Christopher Merrill : part one

Christopher Merrill has published six collections of poetry, including Watch Fire, for which he received the Lavan Younger Poets Award from the Academy of American Poets; many edited volumes and translations; and six books of nonfiction, among them, Only the Nails Remain: Scenes from the Balkan Wars, Things of the Hidden God: Journey to the Holy Mountain, The Tree of the Doves: Ceremony, Expedition, War, and Self-Portrait with Dogwood. His writings have been translated into nearly forty languages; his journalism appears widely; his honors include a Chevalier des Arts et des Lettres from the French government, numerous translation awards, and fellowships from the John Simon Guggenheim Memorial and Ingram Merrill Foundations. As director of the International Writing Program at the University of Iowa since 2000, Merrill has conducted cultural diplomacy missions to more than fifty countries. He served on the U.S. National Commission for UNESCO from 2011-2018, and in April 2012 President Barack Obama appointed him to the National Council on the Humanities.

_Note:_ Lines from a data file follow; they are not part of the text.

//! Socket server transport (single peer, TCP and UDP)
//!
//! # Connection Lifecycle
//!
//! ```text
//! TCP: bind (SO_REUSEADDR) -> listen(backlog 1) -> accept one client -> Connected
//! UDP: bind -> Connected (no peer until the first datagram arrives)
//! ```
//!
//! The TCP accept blocks until a client shows up unless an accept timeout
//! is configured. Only one client is served; this is not a multi-client
//! server.
//!
//! # Peer Tracking
//!
//! For UDP, every successful `receive_data` records the datagram's source
//! as the peer, and `send_command` replies to it. The last sender wins.

use super::{Protocol, Transport, read_timeout, resolve};
use crate::config::SocketConfig;
use crate::error::{Error, Result};
use crate::message::{self, Message};
use socket2::{Domain, Socket, Type};
use std::io::{Read, Write};
use std::net::{SocketAddr, TcpListener, TcpStream, UdpSocket};
use std::time::{Duration, Instant};

/// Poll interval while waiting for a client with an accept timeout
const ACCEPT_POLL_INTERVAL: Duration = Duration::from_millis(10);

/// TCP listen backlog (single peer)
const LISTEN_BACKLOG: i32 = 1;

/// Open server-side sockets
enum ServerSocket {
    Tcp {
        // Held so the port stays bound while the client is served
        _listener: TcpListener,
        stream: TcpStream,
    },
    Udp(UdpSocket),
}

/// Socket server transport serving exactly one peer
pub struct SocketServerTransport {
    config: SocketConfig,
    socket: Option<ServerSocket>,
    /// Accepted TCP client, or last UDP sender
    peer: Option<SocketAddr>,
    connected: bool,
    recv_buffer: Vec<u8>,
    log_target: String,
}

impl SocketServerTransport {
    /// Create a server that has not bound anything yet
    pub fn new(config: SocketConfig) -> Result<Self> {
        config.validate()?;
        Ok(Self {
            recv_buffer: vec![0; config.buffer_size],
            config,
            socket: None,
            peer: None,
            connected: false,
            log_target: module_path!().to_string(),
        })
    }

    /// Route this instance's log records to `target`
    pub fn with_log_target(mut self, target: impl Into<String>) -> Self {
        self.log_target = target.into();
        self
    }

    /// Configuration this transport was built from
    pub fn config(&self) -> &SocketConfig {
        &self.config
    }

    /// TCP or UDP
    pub fn protocol(&self) -> Protocol {
        self.config.protocol
    }

    /// Current peer: the accepted TCP client or the last UDP sender
    pub fn peer_addr(&self) -> Option<SocketAddr> {
        self.peer
    }

    /// Bound local address
    pub fn local_addr(&self) -> Option<SocketAddr> {
        match self.socket.as_ref()? {
            ServerSocket::Tcp { stream, .. } => stream.local_addr().ok(),
            ServerSocket::Udp(socket) => socket.local_addr().ok(),
        }
    }

    fn listen(&self, addr: SocketAddr) -> Result<TcpListener> {
        let socket = Socket::new(
            Domain::for_address(addr),
            Type::STREAM,
            Some(socket2::Protocol::TCP),
        )?;
        socket.set_reuse_address(true)?;
        socket.bind(&addr.into())?;
        socket.listen(LISTEN_BACKLOG)?;
        Ok(socket.into())
    }

    fn accept(&self, listener: &TcpListener) -> Result<(TcpStream, SocketAddr)> {
        let Some(timeout) = self.config.accept_timeout() else {
            return Ok(listener.accept()?);
        };
        // Too far out to represent: same as waiting forever
        let Some(deadline) = Instant::now().checked_add(timeout) else {
            return Ok(listener.accept()?);
        };

        listener.set_nonblocking(true)?;
        loop {
            match listener.accept() {
                Ok((stream, addr)) => {
                    // Accepted sockets may inherit non-blocking mode on some platforms
                    stream.set_nonblocking(false)?;
                    return Ok((stream, addr));
                }
                Err(e) if e.kind() == std::io::ErrorKind::WouldBlock => {
                    if Instant::now() >= deadline {
                        return Err(Error::Io(std::io::Error::new(
                            std::io::ErrorKind::TimedOut,
                            format!("no client connected within {:?}", timeout),
                        )));
                    }
                    std::thread::sleep(ACCEPT_POLL_INTERVAL);
                }
                Err(e) => return Err(e.into()),
            }
        }
    }

    fn open(&mut self) -> Result<ServerSocket> {
        let addr = resolve(&self.config.host, self.config.port)?;
        match self.config.protocol {
            Protocol::Tcp => {
                let listener = self.listen(addr)?;
                log::info!(target: self.log_target.as_str(), "TCP server listening on {}", addr);

                let (stream, client) = self.accept(&listener)?;
                if let Err(e) = stream.set_nodelay(true) {
                    log::warn!(
                        target: self.log_target.as_str(),
                        "Failed to set TCP_NODELAY: {}",
                        e
                    );
                }
                log::info!(target: self.log_target.as_str(), "TCP client connected: {}", client);
                self.peer = Some(client);
                Ok(ServerSocket::Tcp {
                    _listener: listener,
                    stream,
                })
            }
            Protocol::Udp => {
                let socket = UdpSocket::bind(addr)?;
                log::info!(target: self.log_target.as_str(), "UDP server bound to {}", addr);
                Ok(ServerSocket::Udp(socket))
            }
        }
    }

    fn write_message(&mut self, message: &Message) -> Result<usize> {
        let bytes = message::encode(message)?;
        match self.socket.as_mut().ok_or(Error::NotConnected)? {
            ServerSocket::Tcp { stream, .. } => {
                stream.write_all(&bytes)?;
                stream.flush()?;
            }
            ServerSocket::Udp(socket) => {
                let peer = self
                    .peer
                    .ok_or_else(|| Error::Other("no client address recorded yet".into()))?;
                socket.send_to(&bytes, peer)?;
            }
        }
        Ok(bytes.len())
    }

    /// One bounded read; `Ok(None)` on timeout. Updates the UDP peer.
    fn read_payload(&mut self, timeout: Duration) -> Result<Option<usize>> {
        let timeout = Some(read_timeout(timeout));
        let result = match self.socket.as_mut().ok_or(Error::NotConnected)? {
            ServerSocket::Tcp { stream, .. } => {
                stream.set_read_timeout(timeout)?;
                match stream.read(&mut self.recv_buffer) {
                    Ok(0) => return Err(Error::Disconnected),
                    other => other,
                }
            }
            ServerSocket::Udp(socket) => {
                socket.set_read_timeout(timeout)?;
                socket.recv_from(&mut self.recv_buffer).map(|(n, from)| {
                    if self.peer != Some(from) {
                        log::debug!(target: self.log_target.as_str(), "UDP peer is now {}", from);
                        self.peer = Some(from);
                    }
                    n
                })
            }
        };

        match result {
            Ok(n) => Ok(Some(n)),
            Err(e) => {
                let err = Error::Io(e);
                if err.is_timeout() { Ok(None) } else { Err(err) }
            }
        }
    }

    /// Close everything after the TCP client went away
    fn mark_connection_lost(&mut self) {
        if matches!(self.socket, Some(ServerSocket::Tcp { .. })) {
            log::info!(
                target: self.log_target.as_str(),
                "TCP client {:?} disconnected",
                self.peer
            );
            self.socket = None;
            self.peer = None;
            self.connected = false;
        }
    }
}

impl Transport for SocketServerTransport {
    fn connect(&mut self) -> bool {
        if self.connected {
            log::warn!(
                target: self.log_target.as_str(),
                "Server already running, ignoring connect()"
            );
            return true;
        }

        match self.open() {
            Ok(socket) => {
                self.socket = Some(socket);
                self.connected = true;
                true
            }
            Err(e) => {
                log::error!(
                    target: self.log_target.as_str(),
                    "{} server start on {}:{} failed: {}",
                    self.config.protocol,
                    self.config.host,
                    self.config.port,
                    e
                );
                self.socket = None;
                self.peer = None;
                self.connected = false;
                false
            }
        }
    }

    fn disconnect(&mut self) -> bool {
        if self.socket.take().is_some() {
            log::info!(target: self.log_target.as_str(), "Server closed");
        }
        self.peer = None;
        self.connected = false;
        true
    }

    fn send_command(&mut self, message: &Message) -> bool {
        if !self.connected {
            log::error!(target: self.log_target.as_str(), "Server not running, cannot send");
            return false;
        }

        match self.write_message(message) {
            Ok(n) => {
                log::debug!(
                    target: self.log_target.as_str(),
                    "Sent {} bytes to {:?}: {:?}",
                    n,
                    self.peer,
                    message
                );
                true
            }
            Err(e) => {
                log::error!(target: self.log_target.as_str(), "Failed to send data: {}", e);
                if e.is_connection_lost() {
                    self.mark_connection_lost();
                }
                false
            }
        }
    }

    fn receive_data(&mut self, timeout: Duration) -> Option<Message> {
        if !self.connected {
            log::error!(target: self.log_target.as_str(), "Server not running, cannot receive");
            return None;
        }

        match self.read_payload(timeout) {
            Ok(Some(n)) => match message::decode(&self.recv_buffer[..n]) {
                Ok(msg) => {
                    log::debug!(
                        target: self.log_target.as_str(),
                        "Received from {:?}: {:?}",
                        self.peer,
                        msg
                    );
                    Some(msg)
                }
                Err(e) => {
                    log::error!(
                        target: self.log_target.as_str(),
                        "Discarding malformed payload ({} bytes) from {:?}: {}",
                        n,
                        self.peer,
                        e
                    );
                    None
                }
            },
            Ok(None) => {
                log::debug!(
                    target: self.log_target.as_str(),
                    "Receive timed out after {:?}",
                    timeout
                );
                None
            }
            Err(e) if e.is_connection_lost() => {
                log::debug!(target: self.log_target.as_str(), "Receive failed: {}", e);
                self.mark_connection_lost();
                None
            }
            Err(e) => {
                log::error!(target: self.log_target.as_str(), "Failed to receive data: {}", e);
                None
            }
        }
    }

    fn check_connection(&self) -> bool {
        self.connected
    }
}

impl Drop for SocketServerTransport {
    fn drop(&mut self) {
        if self.connected {
            self.disconnect();
        }
    }
}
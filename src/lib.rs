//! teleop-io - Teleoperation transports for robot command/feedback exchange
//!
//! A control application talks to a remote robot through one [`Transport`]
//! without caring which medium carries the bytes:
//!
//! - [`SocketTransport`]: TCP or UDP client
//! - [`SocketServerTransport`]: TCP or UDP server for a single peer
//! - [`SerialTransport`]: newline-delimited JSON over a serial line, plus raw bytes
//!
//! Messages are opaque JSON objects ([`Message`]).
//!
//! ```no_run
//! use std::time::Duration;
//! use teleop_io::{SocketConfig, SocketTransport, Transport};
//!
//! let mut client = SocketTransport::new(SocketConfig::new("127.0.0.1", 8888, "tcp")?)?;
//! if client.connect() {
//!     let command = serde_json::json!({"type": "move", "linear_velocity": 0.5});
//!     client.send_command(command.as_object().unwrap());
//!     if let Some(feedback) = client.receive_data(Duration::from_secs(2)) {
//!         println!("{:?}", feedback);
//!     }
//!     client.disconnect();
//! }
//! # Ok::<(), teleop_io::Error>(())
//! ```

pub mod config;
pub mod error;
pub mod message;
pub mod transport;

// Re-export commonly used types
pub use config::{AppConfig, SerialConfig, SocketConfig, TransportConfig};
pub use error::{Error, Result};
pub use message::Message;
pub use transport::{
    Protocol, SerialTransport, SocketServerTransport, SocketTransport, Transport,
    create_transport, list_available_ports,
};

Photo credit: Ram Devineni

What are you working on?

I have just sent off the galleys for a new book of prose poems, Flares, which White Pine Press will publish in May, not long after the University of Iowa Press issues “The Million Dead, Too, Summ’d Up”: Walt Whitman’s Civil War Writings, A Selection with Commentary, which my colleague, Ed Folsom, and I wrote. Meantime I am writing The Trials of Roger Williams, a biography of my first relative in the New World, while remaining alert for something that might become a poem.